*GOAL OF THE EXERCISE*:
Filter the data below for the string "struct" and copy each matching line.

*GIVEN INFORMATION*:
*** Block opens ***

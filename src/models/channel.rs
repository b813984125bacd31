use chrono::{DateTime, Utc};
use serde::{Deserialize, Serialize};
use uuid::Uuid;

use super::ChannelCategory;

/// Identity-less channel record awaiting insertion into the catalog.
///
/// Produced by the playlist pipeline and by the admin create form. The
/// catalog store assigns the id, channel number and favorite state.
#[derive(Debug, Clone, PartialEq, Eq, Serialize, Deserialize)]
pub struct ChannelDraft {
    pub name: String,
    pub stream_url: String,
    #[serde(skip_serializing_if = "Option::is_none")]
    pub thumbnail_url: Option<String>,
    #[serde(skip_serializing_if = "Option::is_none")]
    pub logo_url: Option<String>,
    pub category: ChannelCategory,
    pub description: String,
}

/// A channel owned by the catalog store
#[derive(Debug, Clone, PartialEq, Serialize, Deserialize)]
pub struct Channel {
    pub id: Uuid,
    pub channel_number: u32,
    pub name: String,
    pub stream_url: String,
    pub thumbnail_url: Option<String>,
    pub logo_url: Option<String>,
    pub category: ChannelCategory,
    pub description: String,
    /// Merged from the favorites set on read; ignored when loading a catalog
    #[serde(default, skip_deserializing)]
    pub is_favorite: bool,
    pub created_at: DateTime<Utc>,
    pub updated_at: DateTime<Utc>,
}

impl Channel {
    /// Materialize a draft with the identity assigned by the store
    pub fn from_draft(draft: ChannelDraft, id: Uuid, channel_number: u32) -> Self {
        let now = Utc::now();
        Self {
            id,
            channel_number,
            name: draft.name,
            stream_url: draft.stream_url,
            thumbnail_url: draft.thumbnail_url,
            logo_url: draft.logo_url,
            category: draft.category,
            description: draft.description,
            is_favorite: false,
            created_at: now,
            updated_at: now,
        }
    }

    /// Key used to detect the same channel imported twice
    pub fn dedup_key(&self) -> (String, String) {
        (self.stream_url.clone(), self.name.clone())
    }

    /// Case-insensitive match on name, description or category id.
    /// `needle` must already be lowercased.
    pub fn matches_query(&self, needle: &str) -> bool {
        self.name.to_lowercase().contains(needle)
            || self.description.to_lowercase().contains(needle)
            || self.category.id().contains(needle)
    }
}

impl ChannelDraft {
    pub fn dedup_key(&self) -> (String, String) {
        (self.stream_url.clone(), self.name.clone())
    }
}

#[derive(Debug, Clone, Serialize, Deserialize)]
pub struct ChannelCreateRequest {
    pub name: String,
    pub stream_url: String,
    #[serde(default)]
    pub thumbnail_url: Option<String>,
    #[serde(default)]
    pub logo_url: Option<String>,
    #[serde(default)]
    pub category: ChannelCategory,
    #[serde(default)]
    pub description: String,
}

#[derive(Debug, Clone, Serialize, Deserialize)]
pub struct ChannelUpdateRequest {
    pub name: String,
    pub stream_url: String,
    #[serde(default)]
    pub thumbnail_url: Option<String>,
    #[serde(default)]
    pub logo_url: Option<String>,
    pub category: ChannelCategory,
    #[serde(default)]
    pub description: String,
}

/// Blank optional URLs coming from forms are stored as absent
fn non_blank(value: Option<String>) -> Option<String> {
    value
        .map(|v| v.trim().to_string())
        .filter(|v| !v.is_empty())
}

impl From<ChannelCreateRequest> for ChannelDraft {
    fn from(request: ChannelCreateRequest) -> Self {
        Self {
            name: request.name.trim().to_string(),
            stream_url: request.stream_url.trim().to_string(),
            thumbnail_url: non_blank(request.thumbnail_url),
            logo_url: non_blank(request.logo_url),
            category: request.category,
            description: request.description.trim().to_string(),
        }
    }
}

impl ChannelUpdateRequest {
    /// Trimmed copy with blank optional URLs collapsed to `None`
    pub fn normalized(self) -> Self {
        Self {
            name: self.name.trim().to_string(),
            stream_url: self.stream_url.trim().to_string(),
            thumbnail_url: non_blank(self.thumbnail_url),
            logo_url: non_blank(self.logo_url),
            category: self.category,
            description: self.description.trim().to_string(),
        }
    }

    pub fn apply_to(self, channel: &mut Channel) {
        channel.name = self.name;
        channel.stream_url = self.stream_url;
        channel.thumbnail_url = self.thumbnail_url;
        channel.logo_url = self.logo_url;
        channel.category = self.category;
        channel.description = self.description;
        channel.updated_at = Utc::now();
    }
}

*** Block closes ***

*ANSWER*:
pub struct ChannelDraft {
pub struct Channel {
pub struct ChannelCreateRequest {
pub struct ChannelUpdateRequest {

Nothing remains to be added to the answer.